The back story: 37 states have already approved laws based on the proposal, which has been promoted by the libertarian Goldwater Institute. The argument from supporters is pretty much what you'd expect: Dying people have nothing to lose by trying the treatments they want. The danger, critics say, is that unapproved treatments could do them more harm than good.
For more, Bloomberg's Anna Edney has a good rundown here.
Meet the new surgeon general
Jerome Adams; Credit: Darron Cummings / AP
The Senate confirmed Jerome Adams, Indiana's state health commissioner, as surgeon general yesterday as part of its massive nominations package. (Trump ousted the previous surgeon general, Vivek Murthy, in April.)
Here's the quick run-down of what you need to know about him, per Caitlin Owens:
- Adams joins the small group of appointees with Indiana connections to Vice President Mike Pence. Pence appointed him as health commissioner in 2014, when Pence was then governor of Indiana. Adams also worked on the state Medicaid program with Seema Verma, now the head of the Centers for Medicare and Medicaid Services.
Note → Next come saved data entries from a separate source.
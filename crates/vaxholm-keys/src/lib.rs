#![forbid(unsafe_code)]

//! Certificates, keys and token resolution for the vaxholm WS-Security stack.
//!
//! Loads RSA keys and X.509 certificates from PEM or DER and provides the
//! `SecurityTokenResolver` abstraction the decorator and processor use to
//! find key material.

pub mod cert;
pub mod loader;
pub mod manager;
pub mod resolver;

pub use cert::X509Cert;
pub use manager::SimpleSecurityTokenResolver;
pub use resolver::{ChainedSecurityTokenResolver, ResolvedToken, SecurityTokenResolver, TokenReference};
/// Response builder configuration.
///
/// String fields may contain `${name}` context variable references.
#[derive(Debug, Clone)]
pub struct ResponseBuilderConfig {
    pub version: SamlVersion,
    /// Response id; generated when `None`.
    pub id: Option<String>,
    pub issue_instant: Option<String>,
    pub in_response_to: Option<String>,
    /// `Destination` (SAML 2.0) or `Recipient` (SAML 1.1).
    pub destination: Option<String>,
    pub consent: Option<String>,
    /// SAML 2.0 only.
    pub issuer: Option<String>,
    pub status: SamlStatus,
    pub status_message: Option<String>,
    /// Serialized `StatusDetail` content.
    pub status_detail: Option<String>,
    /// Serialized `Extensions` content; SAML 2.0 only.
    pub extensions: Option<String>,
    /// Each entry is either `${var}` references to variables holding
    /// assertion elements, or a literal serialized assertion.
    pub assertions: Vec<String>,
    pub signing: Option<SigningCredential>,
    pub output_variable: String,
}

impl Default for ResponseBuilderConfig {
    fn default() -> Self {
        Self {
            version: SamlVersion::Saml2,
            id: None,
            issue_instant: None,
            in_response_to: None,
            destination: None,
            consent: None,
            issuer: None,
            status: SamlStatus::Success,
            status_message: None,
            status_detail: None,
            extensions: None,
            assertions: Vec::new(),
            signing: None,
            output_variable: DEFAULT_OUTPUT_VARIABLE.to_owned(),
        }
    }
}

impl ResponseBuilderConfig {
    pub fn new(version: SamlVersion) -> Self {
        Self {
            version,
            ..Self::default()
        }
    }

    pub fn with_assertion(mut self, source: &str) -> Self {
        self.assertions.push(source.to_owned());
        self
    }

    pub fn with_status(mut self, status: SamlStatus, message: Option<&str>) -> Self {
        self.status = status;
        self.status_message = message.map(str::to_owned);
        self
    }

    pub fn with_in_response_to(mut self, id: &str) -> Self {
        self.in_response_to = Some(id.to_owned());
        self
    }

    pub fn with_signing(mut self, credential: SigningCredential) -> Self {
        self.signing = Some(credential);
        self
    }
}

/// Builds `samlp:Response` messages.
#[derive(Debug, Clone)]
pub struct ResponseBuilder {
    config: ResponseBuilderConfig,
}

impl ResponseBuilder {
    pub fn new(config: ResponseBuilderConfig) -> Result<Self, Error> {
        let c = &config;
        match (c.status.is_success(), c.assertions.is_empty()) {
            (true, true) => {
                return Err(Error::Configuration(
                    "a success response requires at least one assertion".into(),
                ))
            }
            (false, false) => {
                return Err(Error::Configuration(format!(
                    "a {} response cannot carry assertions",
                    c.status.name()
                )))
            }
            _ => {}
        }
        if let Some(id) = c.id.as_deref().filter(|id| !id.contains("${")) {
            if !is_valid_ncname(id) {
                return Err(Error::Configuration(format!("response id is not an NCName: {id}")));
            }
        }
        if let Some(irt) = c.in_response_to.as_deref().filter(|v| !v.contains("${")) {
            check_in_response_to(irt)?;
        }
        if c.version == SamlVersion::Saml1_1 && (c.extensions.is_some() || c.issuer.is_some()) {
            return Err(Error::Configuration(
                "SAML 1.1 responses have no Issuer or Extensions".into(),
            ));
        }
        if c.output_variable.trim().is_empty() {
            return Err(Error::Configuration("empty output variable name".into()));
        }
        Ok(Self { config })
    }

    pub fn config(&self) -> &ResponseBuilderConfig {
        &self.config
    }

    /// Build the response, store it in the output variable and return it.
    pub fn build(&self, ctx: &mut dyn PolicyContext) -> Result<String, Error> {
        let c = &self.config;
        let opt = |value: &Option<String>| {
            value
                .as_deref()
                .map(|v| expand(v, &*ctx))
                .filter(|v| !v.is_empty())
        };

        let id = match opt(&c.id) {
            Some(id) if !is_valid_ncname(&id) => {
                return Err(Error::Configuration(format!("response id is not an NCName: {id}")))
            }
            Some(id) => id,
            None => generate_id("ResponseId_"),
        };
        let issue_instant = opt(&c.issue_instant)
            .map(|t| normalize_instant(&t))
            .unwrap_or_else(|| format_instant(&Utc::now()));
        let in_response_to = opt(&c.in_response_to);
        if let Some(irt) = &in_response_to {
            check_in_response_to(irt)?;
        }
        let destination = opt(&c.destination);
        let consent = opt(&c.consent);
        let issuer = opt(&c.issuer);
        let extensions = opt(&c.extensions);
        let status_message = opt(&c.status_message);
        let status_detail = opt(&c.status_detail);

        let assertions = self.assertions(&*ctx)?;
        if c.status.is_success() && assertions.is_empty() {
            return Err(Error::Configuration("no assertions resolved for a success response".into()));
        }

        let mut w = XmlWriter::new();
        match c.version {
            SamlVersion::Saml2 => {
                let mut attrs = vec![
                    ("xmlns:samlp", ns::SAMLP2),
                    ("xmlns:saml", ns::SAML2),
                    ("Version", "2.0"),
                    ("ID", id.as_str()),
                    ("IssueInstant", issue_instant.as_str()),
                ];
                push_opt(&mut attrs, "InResponseTo", &in_response_to);
                push_opt(&mut attrs, "Destination", &destination);
                push_opt(&mut attrs, "Consent", &consent);
                w.start_element("samlp:Response", &attrs);
                if let Some(issuer) = &issuer {
                    w.text_element("saml:Issuer", &[], issuer);
                }
                if let Some(extensions) = &extensions {
                    w.start_element("samlp:Extensions", &[]);
                    w.write_raw(extensions);
                    w.end_element()?;
                }
            }
            SamlVersion::Saml1_1 => {
                let mut attrs = vec![
                    ("xmlns:samlp", ns::SAMLP1),
                    ("MajorVersion", "1"),
                    ("MinorVersion", "1"),
                    ("ResponseID", id.as_str()),
                    ("IssueInstant", issue_instant.as_str()),
                ];
                push_opt(&mut attrs, "InResponseTo", &in_response_to);
                push_opt(&mut attrs, "Recipient", &destination);
                w.start_element("samlp:Response", &attrs);
            }
        }
        self.write_status(&mut w, status_message.as_deref(), status_detail.as_deref())?;
        for assertion in &assertions {
            w.write_raw(assertion);
        }
        w.end_element()?;
        let xml = w.into_string()?;

        let xml = match &c.signing {
            Some(credential) => credential.sign(&xml, &id, c.version)?,
            None => xml,
        };
        debug!(id = id.as_str(), status = c.status.name(), assertions = assertions.len(), "built SAMLP response");
        ctx.set_variable(&c.output_variable, Some(ContextValue::Element(xml.clone())));
        Ok(xml)
    }

    fn write_status(&self, w: &mut XmlWriter, message: Option<&str>, detail: Option<&str>) -> Result<(), Error> {
        let (top, second) = self.config.status.code_values(self.config.version);
        w.start_element("samlp:Status", &[]);
        match second {
            Some(second) => {
                w.start_element("samlp:StatusCode", &[("Value", top.as_str())]);
                w.empty_element("samlp:StatusCode", &[("Value", second.as_str())]);
                w.end_element()?;
            }
            None => w.empty_element("samlp:StatusCode", &[("Value", top.as_str())]),
        }
        if let Some(message) = message {
            w.text_element("samlp:StatusMessage", &[], message);
        }
        if let Some(detail) = detail {
            w.start_element("samlp:StatusDetail", &[]);
            w.write_raw(detail);
            w.end_element()?;
        }
        w.end_element()
    }

    /// Serialized assertions, each checked to be an assertion of the
    /// response version.
    fn assertions(&self, ctx: &dyn PolicyContext) -> Result<Vec<String>, Error> {
        let mut out = Vec::new();
        for source in &self.config.assertions {
            if only_references(source) {
                let values = referenced_values(source, ctx);
                if values.is_empty() {
                    return Err(Error::Configuration(format!("no assertion in {source}")));
                }
                out.extend(values.into_iter().flat_map(ContextValue::to_elements));
            } else {
                out.push(source.clone());
            }
        }
        out.iter()
            .map(|xml| self.check_assertion(xml))
            .collect()
    }

    fn check_assertion(&self, xml: &str) -> Result<String, Error> {
        let xml = strip_declaration(xml);
        let doc = vaxholm_xml::parse(xml)?;
        let root = doc.root_element();
        if root.tag_name().name() != ns::node::ASSERTION {
            return Err(Error::Configuration(format!(
                "expected an assertion, found {}",
                root.tag_name().name()
            )));
        }
        match SamlVersion::of_element(root) {
            Some(v) if v == self.config.version => Ok(xml.to_owned()),
            Some(v) => Err(Error::Configuration(format!(
                "SAML {v} assertion in a SAML {} response",
                self.config.version
            ))),
            None => Err(Error::Configuration("assertion is not in a SAML namespace".into())),
        }
    }
}
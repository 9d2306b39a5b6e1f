#![forbid(unsafe_code)]

//! XML-Enc encryption.
//!
//! Produces serialized `xenc:EncryptedData` and `xenc:EncryptedKey`
//! elements; placing them in a document is the caller's job.

use crate::context::{EncContext, EncType};
use base64::{engine::general_purpose::STANDARD, Engine};
use vaxholm_core::{ns, Error};
use vaxholm_xml::XmlWriter;

/// Encrypt `plaintext` into an `EncryptedData` element.
///
/// `key_info` is the inner XML of `ds:KeyInfo`, written verbatim.
pub fn encrypt_data(
    ctx: &EncContext,
    plaintext: &[u8],
    key: &[u8],
    id: Option<&str>,
    enc_type: EncType,
    key_info: Option<&str>,
) -> Result<String, Error> {
    let cipher = vaxholm_crypto::cipher::from_uri(&ctx.cipher_uri)?;
    let ciphertext = cipher.encrypt(key, plaintext)?;

    let mut attrs: Vec<(&str, &str)> = vec![("xmlns:xenc", ns::ENC)];
    if let Some(id) = id {
        attrs.push(("Id", id));
    }
    attrs.push(("Type", enc_type.uri()));

    let mut w = XmlWriter::new();
    w.start_element("xenc:EncryptedData", &attrs);
    w.empty_element("xenc:EncryptionMethod", &[("Algorithm", &ctx.cipher_uri)]);
    if let Some(key_info) = key_info {
        w.start_element("ds:KeyInfo", &[("xmlns:ds", ns::DSIG)]);
        w.write_raw(key_info);
        w.end_element()?;
    }
    write_cipher_data(&mut w, &ciphertext)?;
    w.end_element()?;
    w.into_string()
}

/// An encrypted session key, ready to serialize.
#[derive(Debug, Clone)]
pub struct EncryptedKeyOutput {
    pub xml: String,
    /// Raw `CipherValue` octets; their SHA-1 is the `EncryptedKeySHA1`.
    pub cipher_value: Vec<u8>,
}

/// Encrypt `session_key` for `recipient` into an `EncryptedKey` element.
///
/// `data_references` become the `ReferenceList` (`#id` URIs are written
/// as given).
pub fn encrypt_key(
    ctx: &EncContext,
    session_key: &[u8],
    recipient: &rsa::RsaPublicKey,
    id: Option<&str>,
    key_info: Option<&str>,
    data_references: &[String],
) -> Result<EncryptedKeyOutput, Error> {
    let transport = vaxholm_crypto::keytransport::from_uri(&ctx.key_transport_uri)?;
    let cipher_value = transport.encrypt(recipient, session_key)?;

    let mut attrs: Vec<(&str, &str)> = vec![("xmlns:xenc", ns::ENC)];
    if let Some(id) = id {
        attrs.push(("Id", id));
    }

    let mut w = XmlWriter::new();
    w.start_element("xenc:EncryptedKey", &attrs);
    w.empty_element("xenc:EncryptionMethod", &[("Algorithm", &ctx.key_transport_uri)]);
    if let Some(key_info) = key_info {
        w.start_element("ds:KeyInfo", &[("xmlns:ds", ns::DSIG)]);
        w.write_raw(key_info);
        w.end_element()?;
    }
    write_cipher_data(&mut w, &cipher_value)?;
    if !data_references.is_empty() {
        write_reference_list(&mut w, data_references)?;
    }
    w.end_element()?;
    Ok(EncryptedKeyOutput {
        xml: w.into_string()?,
        cipher_value,
    })
}

/// A standalone `xenc:ReferenceList`.
pub fn reference_list(data_references: &[String]) -> Result<String, Error> {
    let mut w = XmlWriter::new();
    w.start_element("xenc:ReferenceList", &[("xmlns:xenc", ns::ENC)]);
    for uri in data_references {
        w.empty_element("xenc:DataReference", &[("URI", uri)]);
    }
    w.end_element()?;
    w.into_string()
}

fn write_reference_list(w: &mut XmlWriter, data_references: &[String]) -> Result<(), Error> {
    w.start_element("xenc:ReferenceList", &[]);
    for uri in data_references {
        w.empty_element("xenc:DataReference", &[("URI", uri)]);
    }
    w.end_element()
}

fn write_cipher_data(w: &mut XmlWriter, ciphertext: &[u8]) -> Result<(), Error> {
    w.start_element("xenc:CipherData", &[]);
    w.text_element("xenc:CipherValue", &[], &STANDARD.encode(ciphertext));
    w.end_element()
}

#[cfg(test)]
mod tests {
    use super::*;
    use rsa::pkcs8::DecodePrivateKey;
    use vaxholm_core::algorithm;

    #[test]
    fn test_encrypted_data_shape() {
        let ctx = EncContext::new();
        let key = ctx.generate_session_key().unwrap();
        assert_eq!(key.len(), 16);
        let xml = encrypt_data(&ctx, b"<a/>", &key, Some("ED-1"), EncType::Content, None).unwrap();
        assert!(xml.starts_with("<xenc:EncryptedData xmlns:xenc=\"http://www.w3.org/2001/04/xmlenc#\" Id=\"ED-1\" Type=\"http://www.w3.org/2001/04/xmlenc#Content\">"));
        assert!(xml.contains(algorithm::AES128_CBC));
        assert!(!xml.contains("KeyInfo"));
        vaxholm_xml::parse(&xml).unwrap();
    }

    #[test]
    fn test_encrypted_key_with_references() {
        let key = rsa::RsaPrivateKey::from_pkcs8_pem(include_str!("../../../testdata/bob-key.pem"))
            .unwrap();
        let out = encrypt_key(
            &EncContext::new(),
            &[1u8; 16],
            &key.to_public_key(),
            Some("EK-1"),
            None,
            &["#ED-1".to_owned(), "#ED-2".to_owned()],
        )
        .unwrap();
        assert_eq!(out.cipher_value.len(), 256);
        assert!(out.xml.contains("<xenc:DataReference URI=\"#ED-2\"/>"));
        assert!(out.xml.contains(algorithm::RSA_PKCS1));
        vaxholm_xml::parse(&out.xml).unwrap();
    }

    #[test]
    fn test_standalone_reference_list() {
        let xml = reference_list(&["#a".to_owned()]).unwrap();
        assert_eq!(
            xml,
            "<xenc:ReferenceList xmlns:xenc=\"http://www.w3.org/2001/04/xmlenc#\"><xenc:DataReference URI=\"#a\"/></xenc:ReferenceList>"
        );
    }
}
- Notably, he helped establish a needle exchange program in 2015, a response to the outbreak of HIV from sharing needles, USA Today reported.
- At his confirmation hearing this week, Adams treaded carefully around the issue of gun control, saying that gun violence is separate from guns, per STAT. "Guns and gun owners aren't inherently a public health problem, but the violence that results absolutely is," he said. (Murthy insisted that gun violence is a public health issue.)
- He also said he'd put science over politics, which Democratic senators brought up in response to comments by the president and administration officials about issues like autism and medication-assisted treatment of opioid addiction.
What we're watching today: Cigna earnings call before markets open.
What we're watching next week: National Association of Insurance Commissioners summer meeting in Philadelphia, Aug. 6-9.
What we're watching in September: Senate HELP Committee hearings on bipartisan ACA stabilization bill, week of Sept. 4. Also, Senate Finance Committee hearing on CHIP reauthorization, same week.